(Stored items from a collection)
------
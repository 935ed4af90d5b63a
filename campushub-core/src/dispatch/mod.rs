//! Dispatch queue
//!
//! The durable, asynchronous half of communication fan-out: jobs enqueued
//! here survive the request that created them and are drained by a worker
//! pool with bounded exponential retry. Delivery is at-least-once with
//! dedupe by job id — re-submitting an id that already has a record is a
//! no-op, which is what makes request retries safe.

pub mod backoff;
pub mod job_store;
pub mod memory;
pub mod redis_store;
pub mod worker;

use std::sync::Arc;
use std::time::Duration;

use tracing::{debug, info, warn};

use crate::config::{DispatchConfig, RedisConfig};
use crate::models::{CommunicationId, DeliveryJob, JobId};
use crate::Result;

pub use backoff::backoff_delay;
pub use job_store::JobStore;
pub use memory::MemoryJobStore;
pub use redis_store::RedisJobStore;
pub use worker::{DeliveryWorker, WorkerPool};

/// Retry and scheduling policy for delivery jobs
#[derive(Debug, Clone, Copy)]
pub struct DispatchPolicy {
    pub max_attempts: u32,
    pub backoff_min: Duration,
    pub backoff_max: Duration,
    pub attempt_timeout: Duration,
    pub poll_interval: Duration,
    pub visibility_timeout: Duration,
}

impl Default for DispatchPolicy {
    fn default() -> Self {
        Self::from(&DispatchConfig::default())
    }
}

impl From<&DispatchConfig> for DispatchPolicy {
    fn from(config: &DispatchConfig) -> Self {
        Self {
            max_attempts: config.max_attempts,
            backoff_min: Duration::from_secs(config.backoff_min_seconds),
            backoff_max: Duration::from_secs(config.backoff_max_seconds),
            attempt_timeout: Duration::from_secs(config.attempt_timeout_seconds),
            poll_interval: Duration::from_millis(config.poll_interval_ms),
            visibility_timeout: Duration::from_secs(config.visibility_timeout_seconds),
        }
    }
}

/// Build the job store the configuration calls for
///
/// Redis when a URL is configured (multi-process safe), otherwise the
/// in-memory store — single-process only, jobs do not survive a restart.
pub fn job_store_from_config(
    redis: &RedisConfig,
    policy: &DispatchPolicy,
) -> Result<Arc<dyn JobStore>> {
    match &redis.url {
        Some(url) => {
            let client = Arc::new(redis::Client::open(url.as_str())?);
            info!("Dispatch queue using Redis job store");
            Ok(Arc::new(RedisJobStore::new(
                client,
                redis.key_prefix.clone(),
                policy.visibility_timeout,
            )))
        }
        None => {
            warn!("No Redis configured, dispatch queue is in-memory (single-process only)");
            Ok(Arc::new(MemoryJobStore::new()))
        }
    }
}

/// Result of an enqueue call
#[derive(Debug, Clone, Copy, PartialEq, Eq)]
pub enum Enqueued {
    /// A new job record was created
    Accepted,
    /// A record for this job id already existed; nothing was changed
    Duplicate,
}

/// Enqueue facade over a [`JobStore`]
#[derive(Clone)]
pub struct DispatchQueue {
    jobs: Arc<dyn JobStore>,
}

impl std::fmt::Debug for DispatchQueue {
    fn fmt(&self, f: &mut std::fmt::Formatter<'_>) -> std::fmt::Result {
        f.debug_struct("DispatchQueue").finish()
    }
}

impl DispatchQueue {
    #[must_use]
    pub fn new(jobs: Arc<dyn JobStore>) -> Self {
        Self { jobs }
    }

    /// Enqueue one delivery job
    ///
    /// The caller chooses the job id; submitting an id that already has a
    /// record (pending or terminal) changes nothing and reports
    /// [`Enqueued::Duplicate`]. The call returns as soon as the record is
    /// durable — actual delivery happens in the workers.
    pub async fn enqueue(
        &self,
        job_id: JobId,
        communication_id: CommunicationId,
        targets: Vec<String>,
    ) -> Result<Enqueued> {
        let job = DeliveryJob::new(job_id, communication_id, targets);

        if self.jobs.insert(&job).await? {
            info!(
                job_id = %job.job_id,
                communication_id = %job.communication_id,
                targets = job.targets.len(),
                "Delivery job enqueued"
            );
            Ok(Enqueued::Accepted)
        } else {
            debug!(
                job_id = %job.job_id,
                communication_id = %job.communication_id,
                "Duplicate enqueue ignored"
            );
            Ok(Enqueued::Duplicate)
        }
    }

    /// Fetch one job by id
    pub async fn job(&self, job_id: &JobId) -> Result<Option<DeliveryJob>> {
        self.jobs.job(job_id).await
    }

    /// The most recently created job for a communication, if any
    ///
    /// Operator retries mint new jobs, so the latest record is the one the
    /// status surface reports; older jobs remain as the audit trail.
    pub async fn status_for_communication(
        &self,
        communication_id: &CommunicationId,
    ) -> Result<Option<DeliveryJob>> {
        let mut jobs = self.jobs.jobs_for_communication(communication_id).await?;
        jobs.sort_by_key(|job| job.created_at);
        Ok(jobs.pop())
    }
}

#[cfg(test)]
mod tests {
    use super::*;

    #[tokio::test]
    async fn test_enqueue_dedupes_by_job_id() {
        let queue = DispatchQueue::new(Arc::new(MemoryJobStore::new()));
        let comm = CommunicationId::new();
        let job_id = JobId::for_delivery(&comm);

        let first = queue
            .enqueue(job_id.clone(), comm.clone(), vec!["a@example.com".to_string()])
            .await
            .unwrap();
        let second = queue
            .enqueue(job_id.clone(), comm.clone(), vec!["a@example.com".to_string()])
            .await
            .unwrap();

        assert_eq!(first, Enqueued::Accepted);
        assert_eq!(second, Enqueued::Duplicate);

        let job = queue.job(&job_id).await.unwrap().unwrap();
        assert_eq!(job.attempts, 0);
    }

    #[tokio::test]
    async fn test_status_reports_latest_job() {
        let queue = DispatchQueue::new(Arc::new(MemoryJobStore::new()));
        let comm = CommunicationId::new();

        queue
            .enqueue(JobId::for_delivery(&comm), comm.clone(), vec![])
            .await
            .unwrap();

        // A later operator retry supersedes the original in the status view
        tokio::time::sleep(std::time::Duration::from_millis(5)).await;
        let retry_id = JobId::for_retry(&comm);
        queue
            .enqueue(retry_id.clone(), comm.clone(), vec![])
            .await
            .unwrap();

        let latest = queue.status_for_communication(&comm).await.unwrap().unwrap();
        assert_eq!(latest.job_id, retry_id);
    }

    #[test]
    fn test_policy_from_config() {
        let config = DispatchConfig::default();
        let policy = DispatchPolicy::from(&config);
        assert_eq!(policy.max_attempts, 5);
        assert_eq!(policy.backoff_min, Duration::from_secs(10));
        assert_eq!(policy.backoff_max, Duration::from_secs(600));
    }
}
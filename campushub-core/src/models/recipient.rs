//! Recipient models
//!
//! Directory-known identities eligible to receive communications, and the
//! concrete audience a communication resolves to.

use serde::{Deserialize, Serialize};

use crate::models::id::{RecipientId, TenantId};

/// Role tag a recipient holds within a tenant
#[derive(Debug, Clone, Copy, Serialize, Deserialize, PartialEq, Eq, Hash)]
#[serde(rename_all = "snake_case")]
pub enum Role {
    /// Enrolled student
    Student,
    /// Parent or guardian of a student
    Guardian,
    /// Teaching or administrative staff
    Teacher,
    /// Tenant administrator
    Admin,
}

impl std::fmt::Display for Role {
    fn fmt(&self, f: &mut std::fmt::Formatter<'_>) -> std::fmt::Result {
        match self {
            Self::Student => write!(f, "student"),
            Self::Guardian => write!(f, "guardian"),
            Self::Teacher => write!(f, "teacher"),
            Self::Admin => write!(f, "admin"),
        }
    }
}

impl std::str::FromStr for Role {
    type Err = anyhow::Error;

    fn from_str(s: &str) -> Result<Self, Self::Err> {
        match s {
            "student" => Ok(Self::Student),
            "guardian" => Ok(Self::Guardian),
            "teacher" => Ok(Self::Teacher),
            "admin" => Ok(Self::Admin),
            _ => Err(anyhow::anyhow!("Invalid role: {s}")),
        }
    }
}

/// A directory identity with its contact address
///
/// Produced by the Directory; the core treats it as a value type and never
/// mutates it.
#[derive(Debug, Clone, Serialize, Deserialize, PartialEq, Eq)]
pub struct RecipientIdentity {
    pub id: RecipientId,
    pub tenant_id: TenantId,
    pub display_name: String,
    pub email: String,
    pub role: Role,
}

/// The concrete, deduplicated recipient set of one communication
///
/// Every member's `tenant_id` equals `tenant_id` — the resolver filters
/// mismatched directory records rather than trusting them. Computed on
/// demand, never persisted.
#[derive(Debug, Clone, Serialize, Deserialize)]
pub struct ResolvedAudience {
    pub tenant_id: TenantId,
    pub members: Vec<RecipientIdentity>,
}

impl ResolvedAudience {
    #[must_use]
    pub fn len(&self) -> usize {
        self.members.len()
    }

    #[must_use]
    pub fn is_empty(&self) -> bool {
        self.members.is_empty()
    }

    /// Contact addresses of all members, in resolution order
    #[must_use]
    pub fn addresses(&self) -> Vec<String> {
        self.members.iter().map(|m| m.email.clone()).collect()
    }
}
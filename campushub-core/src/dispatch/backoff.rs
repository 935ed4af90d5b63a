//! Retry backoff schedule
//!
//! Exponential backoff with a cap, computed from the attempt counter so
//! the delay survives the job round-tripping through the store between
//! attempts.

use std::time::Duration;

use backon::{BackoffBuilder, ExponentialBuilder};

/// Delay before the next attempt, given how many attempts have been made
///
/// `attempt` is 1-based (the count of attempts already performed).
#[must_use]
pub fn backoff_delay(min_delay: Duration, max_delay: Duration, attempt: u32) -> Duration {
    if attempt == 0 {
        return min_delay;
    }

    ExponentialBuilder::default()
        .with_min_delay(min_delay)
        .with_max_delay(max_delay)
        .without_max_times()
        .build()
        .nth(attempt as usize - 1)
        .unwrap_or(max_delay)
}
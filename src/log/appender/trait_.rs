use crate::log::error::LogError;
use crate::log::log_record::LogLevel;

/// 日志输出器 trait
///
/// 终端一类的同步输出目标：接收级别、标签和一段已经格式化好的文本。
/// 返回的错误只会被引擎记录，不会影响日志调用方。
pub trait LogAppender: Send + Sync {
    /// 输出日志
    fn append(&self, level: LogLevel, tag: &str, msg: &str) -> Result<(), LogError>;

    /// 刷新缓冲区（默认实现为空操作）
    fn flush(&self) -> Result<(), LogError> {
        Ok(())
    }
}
------
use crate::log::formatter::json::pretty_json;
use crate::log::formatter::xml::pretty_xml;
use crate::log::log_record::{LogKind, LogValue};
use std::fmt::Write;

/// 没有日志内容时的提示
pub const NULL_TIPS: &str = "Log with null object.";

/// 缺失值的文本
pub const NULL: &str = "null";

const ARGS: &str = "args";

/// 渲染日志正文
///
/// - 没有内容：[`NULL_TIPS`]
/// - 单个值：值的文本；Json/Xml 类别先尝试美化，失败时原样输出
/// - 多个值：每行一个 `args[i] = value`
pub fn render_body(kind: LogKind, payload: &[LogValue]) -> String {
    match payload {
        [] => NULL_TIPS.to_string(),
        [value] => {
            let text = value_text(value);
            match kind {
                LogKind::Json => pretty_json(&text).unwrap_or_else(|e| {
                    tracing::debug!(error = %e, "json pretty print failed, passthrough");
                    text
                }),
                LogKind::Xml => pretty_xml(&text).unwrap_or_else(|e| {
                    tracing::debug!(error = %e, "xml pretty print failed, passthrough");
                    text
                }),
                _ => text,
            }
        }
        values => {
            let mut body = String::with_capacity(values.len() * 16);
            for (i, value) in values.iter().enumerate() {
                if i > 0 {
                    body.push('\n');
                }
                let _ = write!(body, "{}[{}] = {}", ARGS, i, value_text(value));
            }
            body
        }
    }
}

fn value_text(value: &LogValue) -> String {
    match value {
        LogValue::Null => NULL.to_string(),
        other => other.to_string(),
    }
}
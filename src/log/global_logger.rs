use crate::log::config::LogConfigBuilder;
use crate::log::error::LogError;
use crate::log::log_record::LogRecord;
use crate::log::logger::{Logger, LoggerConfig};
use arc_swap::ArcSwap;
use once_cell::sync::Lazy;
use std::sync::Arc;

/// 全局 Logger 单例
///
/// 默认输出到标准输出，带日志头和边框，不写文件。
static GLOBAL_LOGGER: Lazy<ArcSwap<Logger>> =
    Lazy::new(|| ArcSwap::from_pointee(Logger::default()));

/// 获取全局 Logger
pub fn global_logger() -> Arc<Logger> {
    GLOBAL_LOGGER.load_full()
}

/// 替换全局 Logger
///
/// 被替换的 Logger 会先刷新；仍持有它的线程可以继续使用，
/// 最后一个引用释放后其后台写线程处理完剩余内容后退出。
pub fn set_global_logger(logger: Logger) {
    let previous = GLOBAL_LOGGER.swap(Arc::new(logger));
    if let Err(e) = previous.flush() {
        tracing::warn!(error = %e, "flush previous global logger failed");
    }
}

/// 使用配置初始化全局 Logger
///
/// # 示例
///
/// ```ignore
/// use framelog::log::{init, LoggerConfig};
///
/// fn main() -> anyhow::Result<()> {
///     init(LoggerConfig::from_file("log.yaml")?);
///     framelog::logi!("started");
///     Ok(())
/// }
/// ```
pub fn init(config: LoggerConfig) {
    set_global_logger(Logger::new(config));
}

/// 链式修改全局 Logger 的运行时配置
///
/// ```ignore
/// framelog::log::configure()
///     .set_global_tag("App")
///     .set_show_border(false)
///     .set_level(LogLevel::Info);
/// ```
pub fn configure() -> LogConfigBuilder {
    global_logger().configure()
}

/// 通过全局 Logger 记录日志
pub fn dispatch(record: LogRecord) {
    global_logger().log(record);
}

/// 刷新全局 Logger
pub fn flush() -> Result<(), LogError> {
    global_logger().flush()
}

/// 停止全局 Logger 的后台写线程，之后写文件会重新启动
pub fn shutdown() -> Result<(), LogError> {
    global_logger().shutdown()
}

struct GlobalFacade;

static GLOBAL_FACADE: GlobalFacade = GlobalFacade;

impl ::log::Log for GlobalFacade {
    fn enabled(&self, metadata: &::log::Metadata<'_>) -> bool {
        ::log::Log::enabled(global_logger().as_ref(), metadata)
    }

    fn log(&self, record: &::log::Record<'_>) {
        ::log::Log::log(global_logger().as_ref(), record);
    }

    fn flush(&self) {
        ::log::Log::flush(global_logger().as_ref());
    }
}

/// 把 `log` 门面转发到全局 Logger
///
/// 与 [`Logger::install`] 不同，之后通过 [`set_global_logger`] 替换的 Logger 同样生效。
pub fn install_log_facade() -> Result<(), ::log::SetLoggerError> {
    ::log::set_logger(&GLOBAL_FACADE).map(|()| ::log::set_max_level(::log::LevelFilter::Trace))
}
------
ACTIVITY: From the entries above, collect every line with the string "submitting" in it.

SOLUTION TO THE EXERCISE:
//! dedupe by job id — re-submitting an id that already has a record is a
    /// The caller chooses the job id; submitting an id that already has a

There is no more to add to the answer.